• **Work instruction**
Set down exactly the lines below, starting at the one that contains "repository fc31ece08215048c" and ending at the one that contains "filename tests/common/command.rs", with both of those lines included and nothing else.

[Saved data entries]
--- START ---

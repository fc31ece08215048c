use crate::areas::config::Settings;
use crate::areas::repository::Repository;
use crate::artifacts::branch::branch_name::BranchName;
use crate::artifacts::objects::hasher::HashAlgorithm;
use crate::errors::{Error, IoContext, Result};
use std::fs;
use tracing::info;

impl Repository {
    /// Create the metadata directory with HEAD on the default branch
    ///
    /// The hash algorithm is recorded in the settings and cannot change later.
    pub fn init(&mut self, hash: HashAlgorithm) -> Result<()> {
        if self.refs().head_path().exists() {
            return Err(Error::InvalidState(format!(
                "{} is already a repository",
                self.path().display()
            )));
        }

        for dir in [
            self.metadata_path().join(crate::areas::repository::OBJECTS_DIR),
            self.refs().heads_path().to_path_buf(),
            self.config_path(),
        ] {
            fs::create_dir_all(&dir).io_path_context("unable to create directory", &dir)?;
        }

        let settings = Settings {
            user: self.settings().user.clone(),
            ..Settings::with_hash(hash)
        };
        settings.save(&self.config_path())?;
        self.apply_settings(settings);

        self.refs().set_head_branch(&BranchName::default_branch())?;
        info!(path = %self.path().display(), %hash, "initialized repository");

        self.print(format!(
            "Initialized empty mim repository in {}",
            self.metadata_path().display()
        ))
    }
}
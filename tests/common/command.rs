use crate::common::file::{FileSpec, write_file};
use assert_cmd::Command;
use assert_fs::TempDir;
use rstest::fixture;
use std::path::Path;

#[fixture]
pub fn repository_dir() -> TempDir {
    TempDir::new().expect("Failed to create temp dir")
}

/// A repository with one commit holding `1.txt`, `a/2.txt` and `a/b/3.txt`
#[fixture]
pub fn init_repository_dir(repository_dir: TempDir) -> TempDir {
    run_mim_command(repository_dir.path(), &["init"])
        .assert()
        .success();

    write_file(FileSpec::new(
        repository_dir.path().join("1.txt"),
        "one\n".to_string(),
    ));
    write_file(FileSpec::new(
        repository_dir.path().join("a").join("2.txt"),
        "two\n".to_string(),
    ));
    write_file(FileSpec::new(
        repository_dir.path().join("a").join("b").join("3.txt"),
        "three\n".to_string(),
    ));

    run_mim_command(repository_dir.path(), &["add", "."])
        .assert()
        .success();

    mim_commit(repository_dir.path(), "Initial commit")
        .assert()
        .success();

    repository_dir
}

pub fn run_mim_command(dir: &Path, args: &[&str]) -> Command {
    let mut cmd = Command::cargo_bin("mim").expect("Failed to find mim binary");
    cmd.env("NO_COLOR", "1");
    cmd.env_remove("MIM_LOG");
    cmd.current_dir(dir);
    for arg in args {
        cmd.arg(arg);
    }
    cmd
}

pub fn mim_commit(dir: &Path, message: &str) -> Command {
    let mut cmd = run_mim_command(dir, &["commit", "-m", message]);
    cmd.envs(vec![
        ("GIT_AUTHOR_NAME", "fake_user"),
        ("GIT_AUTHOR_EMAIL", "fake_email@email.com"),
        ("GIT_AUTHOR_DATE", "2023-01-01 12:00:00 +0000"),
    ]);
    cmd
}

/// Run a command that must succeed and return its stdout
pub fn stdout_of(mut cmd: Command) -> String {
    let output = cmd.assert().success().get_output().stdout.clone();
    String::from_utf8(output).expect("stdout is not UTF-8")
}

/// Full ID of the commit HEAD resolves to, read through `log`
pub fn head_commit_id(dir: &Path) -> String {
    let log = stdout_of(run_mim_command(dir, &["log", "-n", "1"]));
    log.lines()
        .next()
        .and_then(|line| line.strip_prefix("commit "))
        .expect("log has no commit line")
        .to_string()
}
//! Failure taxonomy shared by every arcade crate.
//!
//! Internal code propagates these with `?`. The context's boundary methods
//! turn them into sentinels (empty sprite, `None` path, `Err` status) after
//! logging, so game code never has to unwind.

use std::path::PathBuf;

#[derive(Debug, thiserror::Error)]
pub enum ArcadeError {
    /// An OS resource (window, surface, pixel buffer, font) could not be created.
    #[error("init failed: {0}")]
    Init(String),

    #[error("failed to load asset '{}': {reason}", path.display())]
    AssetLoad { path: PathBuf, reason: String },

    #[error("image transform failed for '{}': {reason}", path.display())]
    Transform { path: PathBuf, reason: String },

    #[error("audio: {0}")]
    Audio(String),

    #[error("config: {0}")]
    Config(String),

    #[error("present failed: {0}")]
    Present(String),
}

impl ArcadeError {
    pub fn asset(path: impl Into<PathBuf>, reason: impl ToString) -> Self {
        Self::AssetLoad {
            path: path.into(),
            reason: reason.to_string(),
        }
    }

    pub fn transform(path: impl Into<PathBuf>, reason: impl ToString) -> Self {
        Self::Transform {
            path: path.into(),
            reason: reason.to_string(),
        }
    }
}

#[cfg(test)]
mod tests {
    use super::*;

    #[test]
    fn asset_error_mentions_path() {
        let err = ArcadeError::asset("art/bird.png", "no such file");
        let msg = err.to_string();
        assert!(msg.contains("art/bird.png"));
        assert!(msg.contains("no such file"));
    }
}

--- END ---
--- START ---

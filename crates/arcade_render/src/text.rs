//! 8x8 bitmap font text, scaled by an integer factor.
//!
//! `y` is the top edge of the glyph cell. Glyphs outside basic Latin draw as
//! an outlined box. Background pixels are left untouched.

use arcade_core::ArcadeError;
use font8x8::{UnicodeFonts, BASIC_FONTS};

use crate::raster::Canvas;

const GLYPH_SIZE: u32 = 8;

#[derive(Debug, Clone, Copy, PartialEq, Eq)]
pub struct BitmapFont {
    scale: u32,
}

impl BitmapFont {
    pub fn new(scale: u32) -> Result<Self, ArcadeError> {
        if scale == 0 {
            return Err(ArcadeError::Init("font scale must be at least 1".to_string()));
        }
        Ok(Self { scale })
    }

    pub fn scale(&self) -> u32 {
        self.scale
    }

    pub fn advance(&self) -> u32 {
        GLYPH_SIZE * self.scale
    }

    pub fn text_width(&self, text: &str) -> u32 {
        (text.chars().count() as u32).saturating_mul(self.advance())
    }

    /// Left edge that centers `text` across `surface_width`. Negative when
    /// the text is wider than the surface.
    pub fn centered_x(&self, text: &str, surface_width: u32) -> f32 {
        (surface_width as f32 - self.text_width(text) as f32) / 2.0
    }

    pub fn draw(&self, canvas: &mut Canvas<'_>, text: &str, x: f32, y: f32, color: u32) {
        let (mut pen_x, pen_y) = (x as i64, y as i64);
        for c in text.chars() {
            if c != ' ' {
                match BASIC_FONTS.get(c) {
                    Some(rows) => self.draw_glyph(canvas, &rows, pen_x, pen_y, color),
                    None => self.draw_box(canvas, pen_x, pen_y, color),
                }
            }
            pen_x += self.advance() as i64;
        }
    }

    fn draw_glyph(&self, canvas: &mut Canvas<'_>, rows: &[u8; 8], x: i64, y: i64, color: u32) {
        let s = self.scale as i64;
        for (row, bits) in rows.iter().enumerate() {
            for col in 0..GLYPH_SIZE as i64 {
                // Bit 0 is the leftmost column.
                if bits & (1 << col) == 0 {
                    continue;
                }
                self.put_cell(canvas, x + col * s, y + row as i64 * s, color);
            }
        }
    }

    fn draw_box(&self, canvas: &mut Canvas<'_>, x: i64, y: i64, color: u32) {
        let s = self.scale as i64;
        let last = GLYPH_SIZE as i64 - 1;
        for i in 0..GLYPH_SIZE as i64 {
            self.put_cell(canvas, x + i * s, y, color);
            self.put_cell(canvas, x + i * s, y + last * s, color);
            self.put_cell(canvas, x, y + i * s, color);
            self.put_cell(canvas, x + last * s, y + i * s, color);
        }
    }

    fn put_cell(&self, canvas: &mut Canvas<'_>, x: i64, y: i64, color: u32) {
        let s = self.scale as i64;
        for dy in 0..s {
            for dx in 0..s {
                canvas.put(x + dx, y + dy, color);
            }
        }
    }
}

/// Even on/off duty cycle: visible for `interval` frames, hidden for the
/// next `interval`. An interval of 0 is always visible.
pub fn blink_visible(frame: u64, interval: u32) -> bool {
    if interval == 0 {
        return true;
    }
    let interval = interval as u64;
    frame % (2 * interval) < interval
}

--- END ---
--- START ---

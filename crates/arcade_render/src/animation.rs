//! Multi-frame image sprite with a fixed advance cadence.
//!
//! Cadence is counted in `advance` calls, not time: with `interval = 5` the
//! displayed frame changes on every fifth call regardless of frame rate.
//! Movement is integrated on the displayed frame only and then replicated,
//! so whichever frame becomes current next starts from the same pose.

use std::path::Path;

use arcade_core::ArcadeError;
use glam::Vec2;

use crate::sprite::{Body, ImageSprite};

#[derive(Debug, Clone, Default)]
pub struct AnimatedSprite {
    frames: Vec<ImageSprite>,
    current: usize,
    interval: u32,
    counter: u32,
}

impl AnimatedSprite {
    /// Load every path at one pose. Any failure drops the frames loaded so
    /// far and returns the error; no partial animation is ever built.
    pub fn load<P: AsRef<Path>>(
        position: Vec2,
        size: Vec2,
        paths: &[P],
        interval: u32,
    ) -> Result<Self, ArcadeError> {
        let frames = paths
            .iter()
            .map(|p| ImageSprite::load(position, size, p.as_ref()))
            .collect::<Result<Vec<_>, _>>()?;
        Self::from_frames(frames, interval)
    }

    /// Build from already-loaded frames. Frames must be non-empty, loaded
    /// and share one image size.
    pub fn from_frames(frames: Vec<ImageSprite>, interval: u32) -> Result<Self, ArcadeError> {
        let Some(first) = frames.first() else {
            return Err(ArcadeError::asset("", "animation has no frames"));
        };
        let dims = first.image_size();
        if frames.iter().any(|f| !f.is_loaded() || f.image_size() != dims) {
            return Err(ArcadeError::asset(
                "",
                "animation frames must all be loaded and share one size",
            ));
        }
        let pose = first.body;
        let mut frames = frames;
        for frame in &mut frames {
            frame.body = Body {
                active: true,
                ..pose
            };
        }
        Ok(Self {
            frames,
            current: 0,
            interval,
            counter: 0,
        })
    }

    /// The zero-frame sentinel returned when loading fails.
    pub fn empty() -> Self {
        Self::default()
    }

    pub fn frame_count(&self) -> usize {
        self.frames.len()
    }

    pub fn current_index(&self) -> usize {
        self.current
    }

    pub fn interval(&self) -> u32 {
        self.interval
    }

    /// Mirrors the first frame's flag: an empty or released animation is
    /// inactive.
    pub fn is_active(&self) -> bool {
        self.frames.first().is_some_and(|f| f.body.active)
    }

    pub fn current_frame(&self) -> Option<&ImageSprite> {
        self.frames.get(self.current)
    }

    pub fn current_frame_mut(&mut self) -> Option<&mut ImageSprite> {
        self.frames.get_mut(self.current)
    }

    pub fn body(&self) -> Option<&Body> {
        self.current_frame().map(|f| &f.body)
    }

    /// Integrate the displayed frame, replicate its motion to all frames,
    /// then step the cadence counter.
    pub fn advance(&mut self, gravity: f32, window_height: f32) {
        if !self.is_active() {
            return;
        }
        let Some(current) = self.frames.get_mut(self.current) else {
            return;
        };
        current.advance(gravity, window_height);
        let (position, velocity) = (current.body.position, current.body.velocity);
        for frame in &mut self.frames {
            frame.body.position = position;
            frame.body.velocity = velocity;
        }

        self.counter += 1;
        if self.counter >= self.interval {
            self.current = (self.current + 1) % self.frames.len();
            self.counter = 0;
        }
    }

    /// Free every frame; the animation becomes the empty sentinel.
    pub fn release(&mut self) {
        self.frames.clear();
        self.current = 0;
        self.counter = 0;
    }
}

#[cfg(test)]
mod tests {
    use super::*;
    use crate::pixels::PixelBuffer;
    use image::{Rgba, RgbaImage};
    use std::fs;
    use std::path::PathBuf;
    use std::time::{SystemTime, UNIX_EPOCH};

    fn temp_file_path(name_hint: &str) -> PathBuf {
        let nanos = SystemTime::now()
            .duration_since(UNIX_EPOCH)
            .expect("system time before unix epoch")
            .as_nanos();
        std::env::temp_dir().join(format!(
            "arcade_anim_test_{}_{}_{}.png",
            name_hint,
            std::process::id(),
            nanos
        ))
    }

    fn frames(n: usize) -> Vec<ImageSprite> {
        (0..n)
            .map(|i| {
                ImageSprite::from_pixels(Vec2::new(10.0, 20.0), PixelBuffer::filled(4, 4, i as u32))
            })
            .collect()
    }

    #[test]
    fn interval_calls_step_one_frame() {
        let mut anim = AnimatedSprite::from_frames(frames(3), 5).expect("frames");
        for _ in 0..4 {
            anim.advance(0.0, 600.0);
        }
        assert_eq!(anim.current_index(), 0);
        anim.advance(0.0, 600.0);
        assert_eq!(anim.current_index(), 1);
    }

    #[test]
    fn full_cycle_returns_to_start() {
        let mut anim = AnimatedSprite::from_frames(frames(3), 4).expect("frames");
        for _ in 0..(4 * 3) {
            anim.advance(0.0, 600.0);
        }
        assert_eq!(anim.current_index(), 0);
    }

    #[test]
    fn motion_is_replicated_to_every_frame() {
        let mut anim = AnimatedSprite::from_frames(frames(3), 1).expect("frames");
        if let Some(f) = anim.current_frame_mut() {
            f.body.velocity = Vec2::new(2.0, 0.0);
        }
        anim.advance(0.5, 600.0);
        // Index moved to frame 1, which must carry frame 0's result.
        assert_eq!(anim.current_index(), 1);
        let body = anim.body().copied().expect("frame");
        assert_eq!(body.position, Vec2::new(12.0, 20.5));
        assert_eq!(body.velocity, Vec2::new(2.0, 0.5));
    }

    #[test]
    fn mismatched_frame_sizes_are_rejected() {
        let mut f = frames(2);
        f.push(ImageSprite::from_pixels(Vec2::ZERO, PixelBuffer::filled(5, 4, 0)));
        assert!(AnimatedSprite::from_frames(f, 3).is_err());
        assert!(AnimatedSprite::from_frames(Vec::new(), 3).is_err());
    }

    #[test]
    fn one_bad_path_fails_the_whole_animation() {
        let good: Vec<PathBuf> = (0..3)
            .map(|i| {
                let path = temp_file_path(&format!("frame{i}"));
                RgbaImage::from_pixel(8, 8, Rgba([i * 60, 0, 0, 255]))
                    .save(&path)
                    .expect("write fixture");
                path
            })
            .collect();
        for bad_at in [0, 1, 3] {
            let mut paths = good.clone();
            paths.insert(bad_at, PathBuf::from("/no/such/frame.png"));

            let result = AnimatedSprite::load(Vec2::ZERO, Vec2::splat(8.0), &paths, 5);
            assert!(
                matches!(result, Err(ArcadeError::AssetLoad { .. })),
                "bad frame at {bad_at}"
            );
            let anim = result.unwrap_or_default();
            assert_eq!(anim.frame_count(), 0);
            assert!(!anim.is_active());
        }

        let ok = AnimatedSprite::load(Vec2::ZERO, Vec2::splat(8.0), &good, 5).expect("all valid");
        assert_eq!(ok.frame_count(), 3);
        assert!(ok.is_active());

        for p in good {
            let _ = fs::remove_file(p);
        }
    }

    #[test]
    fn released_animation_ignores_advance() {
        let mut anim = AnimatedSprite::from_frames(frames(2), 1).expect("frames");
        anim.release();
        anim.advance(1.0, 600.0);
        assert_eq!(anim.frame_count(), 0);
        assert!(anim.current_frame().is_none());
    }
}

--- END ---

• **Exercise output**
repository fc31ece08215048c
use crate::areas::config::Settings;
use crate::areas::repository::Repository;
use crate::artifacts::branch::branch_name::BranchName;
use crate::artifacts::objects::hasher::HashAlgorithm;
use crate::errors::{Error, IoContext, Result};
use std::fs;
use tracing::info;

impl Repository {
    /// Create the metadata directory with HEAD on the default branch
    ///
    /// The hash algorithm is recorded in the settings and cannot change later.
    pub fn init(&mut self, hash: HashAlgorithm) -> Result<()> {
        if self.refs().head_path().exists() {
            return Err(Error::InvalidState(format!(
                "{} is already a repository",
                self.path().display()
            )));
        }

        for dir in [
            self.metadata_path().join(crate::areas::repository::OBJECTS_DIR),
            self.refs().heads_path().to_path_buf(),
            self.config_path(),
        ] {
            fs::create_dir_all(&dir).io_path_context("unable to create directory", &dir)?;
        }

        let settings = Settings {
            user: self.settings().user.clone(),
            ..Settings::with_hash(hash)
        };
        settings.save(&self.config_path())?;
        self.apply_settings(settings);

        self.refs().set_head_branch(&BranchName::default_branch())?;
        info!(path = %self.path().display(), %hash, "initialized repository");

        self.print(format!(
            "Initialized empty mim repository in {}",
            self.metadata_path().display()
        ))
    }
}
filename tests/common/command.rs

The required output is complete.